Copy whichever lines of the data hold the word "already".
--- INFORMATION PROVIDED Enclosed Below ---
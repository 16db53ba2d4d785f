use crate::core::cache::{KeyValueCollection, UpdateFn};
use anyhow::{Context, Result};
use async_trait::async_trait;
use fjall::PartitionHandle;
use serde::{Deserialize, Serialize};
use std::time::{Duration, SystemTime};
use tokio::sync::Mutex;
use tracing::debug;

#[derive(Serialize, Deserialize)]
struct CacheEntry {
    value: Vec<u8>,
    expires_at: Option<SystemTime>,
}

impl CacheEntry {
    fn is_expired(&self, now: SystemTime) -> bool {
        self.expires_at.is_some_and(|expires_at| now > expires_at)
    }
}

/// Collection persisted in a fjall partition. Survives process restarts.
pub struct DiskCollection {
    partition: PartitionHandle,
    // Serialises read-modify-write cycles issued through `update`.
    write_lock: Mutex<()>,
}

impl DiskCollection {
    pub fn new(partition: PartitionHandle) -> Self {
        Self {
            partition,
            write_lock: Mutex::new(()),
        }
    }

    fn read_live(&self, key: &[u8]) -> Result<Option<Vec<u8>>> {
        let Some(raw) = self.partition.get(key)? else {
            debug!("Cache MISS for key: {}", String::from_utf8_lossy(key));
            return Ok(None);
        };

        let entry: CacheEntry = serde_json::from_slice(&raw)
            .with_context(|| format!("Corrupt entry for key: {}", String::from_utf8_lossy(key)))?;
        if entry.is_expired(SystemTime::now()) {
            debug!("Cache entry expired for key: {}", String::from_utf8_lossy(key));
            self.partition.remove(key)?;
            return Ok(None);
        }
        debug!("Cache HIT for key: {}", String::from_utf8_lossy(key));
        Ok(Some(entry.value))
    }

    fn write(&self, key: &[u8], value: Vec<u8>, ttl: Option<Duration>) -> Result<()> {
        let expires_at = ttl.map(|d| SystemTime::now() + d);
        let entry = CacheEntry { value, expires_at };
        self.partition.insert(key, serde_json::to_vec(&entry)?)?;
        debug!("Cache PUT for key: {}", String::from_utf8_lossy(key));
        Ok(())
    }
}

#[async_trait]
impl KeyValueCollection for DiskCollection {
    async fn get(&self, key: &[u8]) -> Result<Option<Vec<u8>>> {
        self.read_live(key)
    }

    async fn put(&self, key: &[u8], value: &[u8], ttl: Option<Duration>) -> Result<()> {
        let _guard = self.write_lock.lock().await;
        self.write(key, value.to_vec(), ttl)
    }

    async fn remove(&self, key: &[u8]) -> Result<()> {
        let _guard = self.write_lock.lock().await;
        self.partition.remove(key)?;
        debug!("Cache REMOVE for key: {}", String::from_utf8_lossy(key));
        Ok(())
    }

    async fn scan_prefix(&self, prefix: &[u8]) -> Result<Vec<(Vec<u8>, Vec<u8>)>> {
        let now = SystemTime::now();
        let mut entries = Vec::new();
        for item in self.partition.prefix(prefix) {
            let (key, raw) = item?;
            match serde_json::from_slice::<CacheEntry>(&raw) {
                Ok(entry) if !entry.is_expired(now) => entries.push((key.to_vec(), entry.value)),
                Ok(_) => {}
                Err(e) => debug!(
                    "Skipping corrupt entry {}: {}",
                    String::from_utf8_lossy(&key),
                    e
                ),
            }
        }
        Ok(entries)
    }

    async fn update(&self, key: &[u8], f: &mut UpdateFn<'_>) -> Result<()> {
        let _guard = self.write_lock.lock().await;
        let current = self.read_live(key)?;
        if let Some(value) = f(current.as_deref()) {
            self.write(key, value, None)?;
        }
        Ok(())
    }
}

#[cfg(test)]
mod tests {
    use super::*;
    use fjall::{Config, Keyspace, PartitionCreateOptions};
    use tempfile::tempdir;
    use tokio::time::sleep;

    fn open_collection(path: &std::path::Path) -> (Keyspace, DiskCollection) {
        let keyspace = Config::new(path).open().unwrap();
        let partition = keyspace
            .open_partition("test_partition", PartitionCreateOptions::default())
            .unwrap();
        (keyspace, DiskCollection::new(partition))
    }

    #[tokio::test]
    async fn test_disk_collection_get_put() {
        let dir = tempdir().unwrap();
        let (_keyspace, collection) = open_collection(dir.path());

        // Initially, collection is empty
        assert!(collection.get(b"key1").await.unwrap().is_none());

        collection.put(b"key1", b"123", None).await.unwrap();
        assert_eq!(collection.get(b"key1").await.unwrap(), Some(b"123".to_vec()));

        // Get a non-existent key
        assert!(collection.get(b"key2").await.unwrap().is_none());
    }

    #[tokio::test]
    async fn test_disk_collection_ttl_expiration() {
        let dir = tempdir().unwrap();
        let (_keyspace, collection) = open_collection(dir.path());

        collection
            .put(b"key1", b"123", Some(Duration::from_millis(10)))
            .await
            .unwrap();
        assert!(collection.get(b"key1").await.unwrap().is_some());

        // Wait for TTL expiration
        sleep(Duration::from_millis(20)).await;
        assert!(collection.get(b"key1").await.unwrap().is_none());
    }

    #[tokio::test]
    async fn test_disk_collection_scan_prefix_and_remove() {
        let dir = tempdir().unwrap();
        let (_keyspace, collection) = open_collection(dir.path());

        collection.put(b"a/1", b"x", None).await.unwrap();
        collection.put(b"a/2", b"y", None).await.unwrap();
        collection.put(b"b/1", b"z", None).await.unwrap();

        let scanned = collection.scan_prefix(b"a/").await.unwrap();
        assert_eq!(scanned.len(), 2);
        assert_eq!(scanned[0], (b"a/1".to_vec(), b"x".to_vec()));

        collection.remove(b"a/1").await.unwrap();
        assert_eq!(collection.scan_prefix(b"a/").await.unwrap().len(), 1);
    }

    #[tokio::test]
    async fn test_disk_collection_update() {
        let dir = tempdir().unwrap();
        let (_keyspace, collection) = open_collection(dir.path());

        for _ in 0..3 {
            collection
                .update(b"counter", &mut |current| {
                    let count = current
                        .and_then(|raw| std::str::from_utf8(raw).ok())
                        .and_then(|s| s.parse::<u32>().ok())
                        .unwrap_or(0);
                    Some((count + 1).to_string().into_bytes())
                })
                .await
                .unwrap();
        }

        assert_eq!(collection.get(b"counter").await.unwrap(), Some(b"3".to_vec()));
    }
}
use crate::core::config::AppConfig;
use anyhow::{Context, Result};
use std::path::Path;

const EXAMPLE_CONFIG: &str = include_str!("../../docs/example_config.yaml");

/// Creates a default configuration file with example content at the default location
pub fn setup() -> Result<()> {
    let path = AppConfig::default_config_path()?;
    setup_at_path(path)
}

/// Creates a default configuration file with example content at the specified path
pub fn setup_at_path<P: AsRef<Path>>(path: P) -> Result<()> {
    let path = path.as_ref();

    if path.exists() {
        anyhow::bail!("Configuration file already exists at {}", path.display());
    }

    if let Some(parent) = path.parent() {
        std::fs::create_dir_all(parent)
            .with_context(|| format!("Failed to create directory: {}", parent.display()))?;
    }

    std::fs::write(path, EXAMPLE_CONFIG)
        .with_context(|| format!("Failed to write config file to {}", path.display()))?;

    tracing::info!("Created default configuration at {}", path.display());
    Ok(())
}

#[cfg(test)]
mod tests {
    use super::*;
    use std::fs;
    use tempfile::TempDir;

    #[test]
    fn test_setup_creates_config_file() -> Result<()> {
        let temp_dir = TempDir::new()?;
        let config_path = temp_dir.path().join("config.yaml");

        setup_at_path(&config_path)?;

        assert!(config_path.exists());

        let content = fs::read_to_string(&config_path)?;
        assert!(content.contains("providers:"));
        assert!(content.contains("pricing:"));
        assert!(content.contains("# Example configuration file for argos"));

        Ok(())
    }

    #[test]
    fn test_setup_fails_if_config_exists() -> Result<()> {
        let temp_dir = TempDir::new()?;
        let config_path = temp_dir.path().join("config.yaml");

        std::fs::write(&config_path, "test")?;

        let result = setup_at_path(&config_path);
        assert!(result.is_err());
        assert!(result.unwrap_err().to_string().contains("already exists"));

        Ok(())
    }

    #[test]
    fn test_example_config_is_valid_yaml() -> Result<()> {
        let config: AppConfig = serde_yaml::from_str(EXAMPLE_CONFIG)
            .context("Failed to parse example config as YAML")?;

        assert!(config.providers.coingecko.is_some());
        assert_eq!(config.pricing.monthly_ceiling(), 9800);
        assert_eq!(config.token_ids.get("89").map(String::as_str), Some("project89"));
        assert!(config.data_path.is_none());

        Ok(())
    }
}
//! Core abstractions shared by the pricing pipeline

pub mod cache;
pub mod config;
pub mod error;
pub mod log;
pub mod price;
pub mod series;

// Re-export main types for cleaner imports
pub use error::{FetchError, PriceError};
pub use price::{Interval, PricePoint, PriceRequest, PriceSeriesProvider, Timeframe};
use tracing::level_filters::LevelFilter;
use tracing_subscriber::{
    EnvFilter, filter::Targets, fmt, prelude::__tracing_subscriber_SubscriberExt,
    util::SubscriberInitExt,
};

pub fn init_logging(verbose: bool) {
    let (level_filter, level) = if verbose {
        (LevelFilter::DEBUG, "debug")
    } else {
        (LevelFilter::WARN, "warn")
    };
    let app_filter = Targets::new().with_target("argos", level_filter);
    let env_filter = EnvFilter::try_from_default_env().unwrap_or_else(|_| EnvFilter::new(level));

    tracing_subscriber::registry()
        .with(fmt::layer().pretty().without_time())
        .with(app_filter)
        .with(env_filter)
        .init();
}
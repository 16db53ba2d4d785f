//! Key-value storage abstractions backing the pricing pipeline

use anyhow::Result;
use async_trait::async_trait;
use std::sync::Arc;
use std::time::Duration;

/// Mutation applied by [`KeyValueCollection::update`]. Receives the current
/// value (if any, and not expired) and returns the value to write, or `None`
/// to leave the key untouched.
pub type UpdateFn<'a> = dyn FnMut(Option<&[u8]>) -> Option<Vec<u8>> + Send + 'a;

/// A named collection of byte keys and values.
#[async_trait]
pub trait KeyValueCollection: Send + Sync {
    async fn get(&self, key: &[u8]) -> Result<Option<Vec<u8>>>;

    async fn put(&self, key: &[u8], value: &[u8], ttl: Option<Duration>) -> Result<()>;

    async fn remove(&self, key: &[u8]) -> Result<()>;

    /// All live entries whose key starts with `prefix`, in key order.
    async fn scan_prefix(&self, prefix: &[u8]) -> Result<Vec<(Vec<u8>, Vec<u8>)>>;

    /// Atomic read-modify-write of a single key. Concurrent updates on the
    /// same collection are serialised.
    async fn update(&self, key: &[u8], f: &mut UpdateFn<'_>) -> Result<()>;
}

/// Hands out collections by name.
pub trait Store: Send + Sync {
    fn get_collection(
        &self,
        name: &str,
        persist: bool,
        create_if_missing: bool,
    ) -> Option<Arc<dyn KeyValueCollection>>;

    fn remove_collection(&self, name: &str) -> bool;
}
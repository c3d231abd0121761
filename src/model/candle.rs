use chrono::{DateTime, Utc};

/// One kline/candlestick row from the market-data API.
///
/// Rows are chronological; indicator warm-ups and the backtest walk both
/// rely on that order.
#[derive(Debug, Clone)]
pub struct Candle {
    pub open_time: DateTime<Utc>,
    pub open: f64,
    pub high: f64,
    pub low: f64,
    pub close: f64,
    pub volume: f64,
    pub close_time: DateTime<Utc>,
    pub quote_asset_volume: f64,
    pub trade_count: u64,
    pub taker_buy_base_volume: f64,
    pub taker_buy_quote_volume: f64,
}

/// Render the first `rows` candles as a small table for stdout.
pub fn preview(candles: &[Candle], rows: usize) -> String {
    let mut out = format!(
        "{:<18}{:<14}{:<14}{:<14}{:<14}{}\n",
        "open_time", "open", "high", "low", "close", "volume"
    );
    for candle in candles.iter().take(rows) {
        out.push_str(&format!(
            "{:<18}{:<14.2}{:<14.2}{:<14.2}{:<14.2}{:<14.4}\n",
            candle.open_time.format("%Y-%m-%d %H:%M").to_string(),
            candle.open,
            candle.high,
            candle.low,
            candle.close,
            candle.volume,
        ));
    }
    out
}
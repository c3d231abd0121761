use chrono::{TimeZone, Utc};

use quant_backtest::indicator::EnrichedCandle;
use quant_backtest::model::candle::Candle;
use quant_backtest::model::signal::Signal;
use quant_backtest::strategy::ma_trend::MaTrend;
use quant_backtest::strategy::Strategy;

fn row(close: f64, ema_50: Option<f64>, sma_200: Option<f64>) -> EnrichedCandle {
    let open_time = Utc.with_ymd_and_hms(2024, 1, 1, 0, 0, 0).unwrap();
    EnrichedCandle {
        candle: Candle {
            open_time,
            open: close,
            high: close,
            low: close,
            close,
            volume: 1.0,
            close_time: open_time + chrono::Duration::minutes(1),
            quote_asset_volume: close,
            trade_count: 1,
            taker_buy_base_volume: 0.5,
            taker_buy_quote_volume: close / 2.0,
        },
        rsi: None,
        ema_50,
        sma_200,
        macd: None,
        macd_signal: None,
        macd_hist: None,
        bb_upper: None,
        bb_middle: None,
        bb_lower: None,
    }
}

#[test]
fn fast_above_slow_buys_at_close() {
    let signal = MaTrend.evaluate(&row(50.0, Some(101.0), Some(100.0)));
    assert_eq!(signal, Signal::Buy { price: 50.0 });
}

#[test]
fn fast_below_slow_sells_at_close() {
    let signal = MaTrend.evaluate(&row(50.0, Some(99.0), Some(100.0)));
    assert_eq!(signal, Signal::Sell { price: 50.0 });
}

#[test]
fn equal_averages_hold() {
    let signal = MaTrend.evaluate(&row(50.0, Some(100.0), Some(100.0)));
    assert_eq!(signal, Signal::Hold);
}

#[test]
fn warm_up_rows_hold() {
    assert_eq!(MaTrend.evaluate(&row(50.0, None, None)), Signal::Hold);
    assert_eq!(
        MaTrend.evaluate(&row(50.0, Some(101.0), None)),
        Signal::Hold
    );
    assert_eq!(
        MaTrend.evaluate(&row(50.0, None, Some(100.0))),
        Signal::Hold
    );
}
--- End of Enclosed INFORMATION PROVIDED ---
ANSWER TO THE EXERCISE
        anyhow::bail!("Configuration file already exists at {}", path.display());
        assert!(result.unwrap_err().to_string().contains("already exists"));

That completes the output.